Story by Trever Hill Photography provided by Jessica Knutson, Photos Copyright Vacasa.com – Listing AZSC120 on vacasa.com  When my longtime friend, Jessica Knutson, hired me to assist her with Scottsdale, Arizona…


Story by Trever Hill 
Photography provided by Jessica Knutson, Photos Copyright Vacasa.com – Listing AZSC120 on vacasa.com 

When my longtime friend, Jessica Knutson, hired me to assist her with Scottsdale, Arizona home, I quickly packed my bag and headed south. Even though she had me at ‘Arizona’, I was even more intrigued when she told me that she was considering renting it out as an Airbnb. After a few brief trips to the always-sunny state, the result was a beautiful space that would make anyone want to extend their vacation.  

Mid-century Modification
While Jessica lives in Bismarck, and me in Fargo, we had no problem making quick trips to a warmer climate to complete her redesign. When she made the decision that it was going to be a vacation rental, we knew there would need to be some modifications to our existing design. In the original plan, we had it furnished with one-of-a-kind art, some of which was by local artist, Jessica Wachter. We needed to decide which pieces should stay, and which would need to be replaced.
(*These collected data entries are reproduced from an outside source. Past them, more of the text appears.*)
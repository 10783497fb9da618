//! Unit tests for mock session repository

use chrono::{Duration, Utc};

use crate::domain::entities::session::Session;
use crate::errors::DomainError;
use crate::repositories::session::{MockSessionRepository, SessionRepository};

fn session(id: &str, expires_in: Duration) -> Session {
    let now = Utc::now();
    Session::new(id, 42, now, (now + expires_in).timestamp())
}

#[tokio::test]
async fn test_duplicate_id_is_already_exists() {
    let repo = MockSessionRepository::new();
    repo.create(&session("s1", Duration::days(1))).await.unwrap();

    let result = repo.create(&session("s1", Duration::days(1))).await;

    assert!(matches!(result, Err(DomainError::AlreadyExists { .. })));
    assert_eq!(repo.count().await, 1);
}

#[tokio::test]
async fn test_mark_logged_out_stamps_row() {
    let repo = MockSessionRepository::new();
    repo.create(&session("s1", Duration::days(1))).await.unwrap();

    let at = Utc::now();
    assert!(repo.mark_logged_out("s1", at).await.unwrap());
    assert!(!repo.mark_logged_out("missing", at).await.unwrap());

    let stored = repo.find_by_id("s1").await.unwrap().unwrap();
    assert_eq!(stored.logged_out_at, Some(at));
}

#[tokio::test]
async fn test_delete_expired_keeps_live_rows() {
    let repo = MockSessionRepository::new();
    repo.insert(session("old", Duration::seconds(-10))).await;
    repo.insert(session("live", Duration::days(1))).await;

    let removed = repo.delete_expired(Utc::now()).await.unwrap();

    assert_eq!(removed, 1);
    assert!(repo.find_by_id("live").await.unwrap().is_some());
    assert!(repo.find_by_id("old").await.unwrap().is_none());
}
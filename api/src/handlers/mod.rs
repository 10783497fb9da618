pub mod error;

pub use error::{handle_status, handle_validation_errors, json_error_handler};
We decided to keep unique pieces like the floral print we found at a local vintage shop, which was done by an Arizona artist. Another piece that stayed, is near the front door; this was purchased at a Bismarck art gala and later brought to Arizona. The home was comprised of mainly expensive furnishings and a few more affordable pieces that we knew might work well for a rented vacation home. 

Jessica and I pulled together the final look with a lot of pieces from Restoration Hardware and various other places, including Wayfair. We also mixed in a few pieces from Jessica’s Bismarck home. The Arizona Airbnb market is competitive, so we wanted to make sure every detail was perfect, but also keep a cost-effective mindset throughout the process. Since this is essentially a vacation home for others, we made sure to choose only furnishings that we knew would be able to withstand heavy wear and tear.

Meet the Owner: Jessica Knutson“Traveling from Fargo and working with Trever was a breeze. He would fly in and we would hit the ground running; usually hitting up a modern furniture store closer to the airport, and then circling back to the house. He was a trooper – just, go go go, and had a great eye that did not get distracted as we searched. He was able to find things that I would have never seen or even thought about that were so special and really tied the place together.”

“The living room was a different shape and I really wanted to highlight both the fireplace and the seating area. Trever came in and moved the furniture around in a way that really opened up and brightened the space.”

“The fun part about this home was the style. I had existing, ‘chunky’ furniture from my North Dakota house, but I wanted to incorporate the Mid-century modern and make it a bit more fun. It didn’t take a lot of money or new pieces; just the right ones, in the right places, to really pull together and blend with what I already had.”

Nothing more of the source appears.